Origin of the High Specific Capacity in Sodium Manganese Hexacyanomanganate

Abstract

Sodium manganese hexacyanomanganate, NaxMn[Mn(CN)6], is an electrochemically active Prussian blue analogue (PBA) that has been studied experimentally as an electrode material in rechargeable sodium-ion batteries. It has a reversible specific capacity of 209 mA h g–1, which is substantially higher than the theoretical specific capacity of 172 mA h g–1 expected for two reduction events conventional in PBAs. It has been suggested that the high specific capacity originates from this compound’s unique ability to insert a third sodium ion per formula unit. However, the plausibility of this mechanism has remained ambiguous. Here, we use density functional theory (DFT) with a hybrid functional to calculate the formation energies of various oxidation states and magnetic phases of the NaxMn[Mn(CN)6] system. We confirm that the compound Na3MnII[MnI(CN)6] is, indeed, thermodynamically stable. It contains manganese(I), and the sodium ions occupy the interfacial position of the lattice subcubes.

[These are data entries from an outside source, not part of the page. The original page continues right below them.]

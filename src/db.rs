//! SQLite connection pool.

use std::str::FromStr;
use std::time::Duration;

use anyhow::{Context, Result};
use sqlx::sqlite::{SqliteConnectOptions, SqliteJournalMode, SqlitePool, SqlitePoolOptions};

use crate::config::Config;

pub async fn connect(config: &Config) -> Result<SqlitePool> {
    let db_path = &config.db.path;

    if let Some(parent) = db_path.parent() {
        std::fs::create_dir_all(parent)
            .with_context(|| format!("creating database directory {}", parent.display()))?;
    }

    let options = SqliteConnectOptions::from_str(&format!("sqlite:{}", db_path.display()))?
        .create_if_missing(true)
        .journal_mode(SqliteJournalMode::Wal)
        .busy_timeout(Duration::from_secs(10));

    let pool = SqlitePoolOptions::new()
        .max_connections(5)
        .connect_with(options)
        .await
        .with_context(|| format!("opening database {}", db_path.display()))?;

    Ok(pool)
}
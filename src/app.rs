//! Builds the [`Services`] context from configuration.

use std::sync::Arc;
use std::time::Duration;

use anyhow::Result;
use sqlx::SqlitePool;

use autotown_core::Services;

use crate::config::Config;
use crate::db;
use crate::notify::LogNotifier;
use crate::sqlite_cache::SqliteCache;
use crate::sqlite_queue::SqliteQueue;
use crate::sqlite_store::SqliteStore;

/// SQLite-backed context plus the pool it runs on.
pub struct App {
    pub services: Services,
    pub pool: SqlitePool,
    pub store: SqliteStore,
    pub queue: SqliteQueue,
}

impl App {
    pub async fn open(config: &Config) -> Result<Self> {
        let pool = db::connect(config).await?;
        Ok(Self::from_pool(config, pool))
    }

    pub fn from_pool(config: &Config, pool: SqlitePool) -> Self {
        let store = SqliteStore::new(pool.clone());
        let queue = SqliteQueue::new(pool.clone())
            .with_lease(Duration::from_secs(config.worker.lease_secs));
        let services = Services::new(
            Arc::new(store.clone()),
            Arc::new(queue.clone()),
            Arc::new(SqliteCache::new(pool.clone())),
            Arc::new(LogNotifier),
        )
        .with_settings(config.batch_settings())
        .with_queues(config.queue_names())
        .with_aliases(config.alias_table());
        Self {
            services,
            pool,
            store,
            queue,
        }
    }

    pub async fn close(self) {
        self.pool.close().await;
    }
}
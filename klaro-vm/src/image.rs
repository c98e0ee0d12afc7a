// klaro-vm - Bytecode virtual machine for the Klaro programming language
// Copyright (c) 2025 Tom Waddington. MIT licensed.

//! Image framing: the constant pool prefix.
//!
//! An image is `u8 K`, then `K` tagged constant entries, then the
//! instruction stream to end of buffer. Multi-byte payloads are
//! little-endian; the `NUM` payload is an IEEE-754 double in little-endian
//! byte order.

use tracing::debug;

use crate::heap::Heap;
use crate::value::Value;
use crate::vm::{Result, RuntimeError};

/// Constant tag: 4-byte little-endian signed integer.
pub const TAG_INT: u8 = 0;
/// Constant tag: 8-byte little-endian IEEE-754 double.
pub const TAG_NUM: u8 = 1;
/// Constant tag: 1-byte length followed by that many bytes.
pub const TAG_STR: u8 = 2;

/// A parsed image prefix: the constant table and where code begins.
#[derive(Debug)]
pub struct Image {
    pub constants: Vec<Value>,
    pub code_start: usize,
}

/// Parse the constant pool prefix of `bytes`, allocating string constants
/// on `heap`.
pub fn load_constants(bytes: &[u8], heap: &mut Heap) -> Result<Image> {
    let mut cursor = 0;

    let count = read_u8(bytes, &mut cursor)?;
    let mut constants = Vec::with_capacity(count as usize);

    for _ in 0..count {
        let tag = read_u8(bytes, &mut cursor)?;
        let value = match tag {
            TAG_INT => {
                let raw = read_array::<4>(bytes, &mut cursor)?;
                Value::Int(i32::from_le_bytes(raw))
            }
            TAG_NUM => {
                let raw = read_array::<8>(bytes, &mut cursor)?;
                Value::Num(f64::from_le_bytes(raw))
            }
            TAG_STR => {
                let len = read_u8(bytes, &mut cursor)? as usize;
                let data = read_slice(bytes, &mut cursor, len)?;
                Value::Obj(heap.alloc_str(data))
            }
            _ => return Err(RuntimeError::UnknownConstTag(tag)),
        };
        constants.push(value);
    }

    debug!(
        constants = constants.len(),
        code_start = cursor,
        "image loaded"
    );

    Ok(Image {
        constants,
        code_start: cursor,
    })
}

fn read_u8(bytes: &[u8], cursor: &mut usize) -> Result<u8> {
    let byte = *bytes.get(*cursor).ok_or(RuntimeError::TruncatedImage)?;
    *cursor += 1;
    Ok(byte)
}

fn read_slice<'a>(bytes: &'a [u8], cursor: &mut usize, len: usize) -> Result<&'a [u8]> {
    let end = cursor
        .checked_add(len)
        .ok_or(RuntimeError::TruncatedImage)?;
    let slice = bytes
        .get(*cursor..end)
        .ok_or(RuntimeError::TruncatedImage)?;
    *cursor = end;
    Ok(slice)
}

fn read_array<const N: usize>(bytes: &[u8], cursor: &mut usize) -> Result<[u8; N]> {
    let slice = read_slice(bytes, cursor, N)?;
    let mut raw = [0u8; N];
    raw.copy_from_slice(slice);
    Ok(raw)
}
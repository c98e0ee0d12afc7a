// klaro - Bytecode virtual machine for the Klaro programming language
// Copyright (c) 2025 Tom Waddington. MIT licensed.

use std::env;
use std::fs;
use std::path::Path;
use std::process;

use klaro_vm::{Vm, disasm};

fn main() {
    tracing_subscriber::fmt::init();

    let args: Vec<String> = env::args().collect();

    if args.len() == 2 && (args[1] == "--version" || args[1] == "-v") {
        println!("Klaro VM v0.1.0");
        return;
    }

    let result = match args.as_slice() {
        [_, flag, file] if flag == "--disasm" => disassemble_file(file),
        [_, file] => run_file(file),
        _ => {
            eprintln!("Usage: klaro [--disasm] <file.klb>");
            process::exit(64);
        }
    };

    if let Err(e) = result {
        eprintln!("{}", e);
        process::exit(1);
    }
}

/// Read a bytecode image from disk.
fn load_image(file_path: &str) -> Result<Vec<u8>, String> {
    let path = Path::new(file_path);

    match path.extension().and_then(|e| e.to_str()) {
        Some("klb") => {}
        Some(ext) => {
            return Err(format!(
                "Error: unsupported file extension '.{}' for '{}' (expected .klb)",
                ext, file_path
            ));
        }
        None => {
            return Err(format!(
                "Error: file '{}' has no extension (expected .klb)",
                file_path
            ));
        }
    }

    fs::read(path).map_err(|e| format!("Error reading '{}': {}", file_path, e))
}

/// Execute a single bytecode file.
fn run_file(file_path: &str) -> Result<(), String> {
    let image = load_image(file_path)?;
    let mut vm = Vm::new();
    vm.execute(image)
        .map_err(|e| format!("Error in '{}': {}", file_path, e))
}

/// Disassemble a single bytecode file to stdout.
fn disassemble_file(file_path: &str) -> Result<(), String> {
    let image = load_image(file_path)?;
    let text = disasm::disassemble(&image)
        .map_err(|e| format!("Error in '{}': {}", file_path, e))?;
    print!("{}", text);
    Ok(())
}
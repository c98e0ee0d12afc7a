// klaro-vm - Bytecode virtual machine for the Klaro programming language
// Copyright (c) 2025 Tom Waddington. MIT licensed.

//! Struct handlers: Struct, GetField, ExtractField, SetField.

use crate::heap::Handle;
use crate::opcode::Op;
use crate::value::Value;
use crate::vm::{Result, RuntimeError, Vm};

impl Vm {
    /// Execute a struct opcode.
    pub(crate) fn execute_structs(&mut self, op: Op) -> Result<()> {
        match op {
            Op::Struct => {
                let arity = self.read_u8("STRUCT")?;
                let mut fields = vec![Value::Nil; arity as usize];
                for slot in fields.iter_mut().rev() {
                    *slot = self.pop()?;
                }
                let handle = self.heap.alloc_struct(fields);
                self.push(Value::Obj(handle))?;
            }
            Op::GetField => {
                let idx = self.read_u8("GET_FIELD")?;
                let handle = self.pop_struct("GET_FIELD")?;
                let value = self.struct_field(handle, idx)?;
                self.push(value)?;
            }
            Op::ExtractField => {
                let depth = self.read_u8("EXTRACT_FIELD")?;
                let idx = self.read_u8("EXTRACT_FIELD")?;
                let peeked = self.stack.peek(depth as usize)?;
                let handle = self.expect_struct("EXTRACT_FIELD", peeked)?;
                let value = self.struct_field(handle, idx)?;
                self.push(value)?;
            }
            Op::SetField => {
                let idx = self.read_u8("SET_FIELD")?;
                let value = self.pop()?;
                let top = self.stack.peek(0)?;
                let handle = self.expect_struct("SET_FIELD", top)?;
                let fields = self
                    .heap
                    .struct_fields_mut(handle)
                    .ok_or(RuntimeError::Internal("SET_FIELD: struct handle lost"))?;
                let slot = fields
                    .get_mut(idx as usize)
                    .ok_or(RuntimeError::FieldOutOfRange(idx))?;
                *slot = value;
            }
            _ => {
                return Err(RuntimeError::Internal("execute_structs: unexpected opcode"));
            }
        }
        Ok(())
    }

    fn struct_field(&self, handle: Handle, idx: u8) -> Result<Value> {
        self.heap
            .struct_fields(handle)
            .ok_or(RuntimeError::Internal("struct handle lost"))?
            .get(idx as usize)
            .copied()
            .ok_or(RuntimeError::FieldOutOfRange(idx))
    }
}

We also provide strong evidence that the phase of the fully oxidized Mn[Mn(CN)6] compound is charge-disproportionated, containing manganese(II) and manganese(IV). We proceed to show that the presence of crystalline water increases the reduction potential of the system and that the hydrated compounds have theoretical crystal geometries and reduction potentials that closely match the experiment. This work clarifies the charge-storage mechanism in a well-known but less-understood PBA.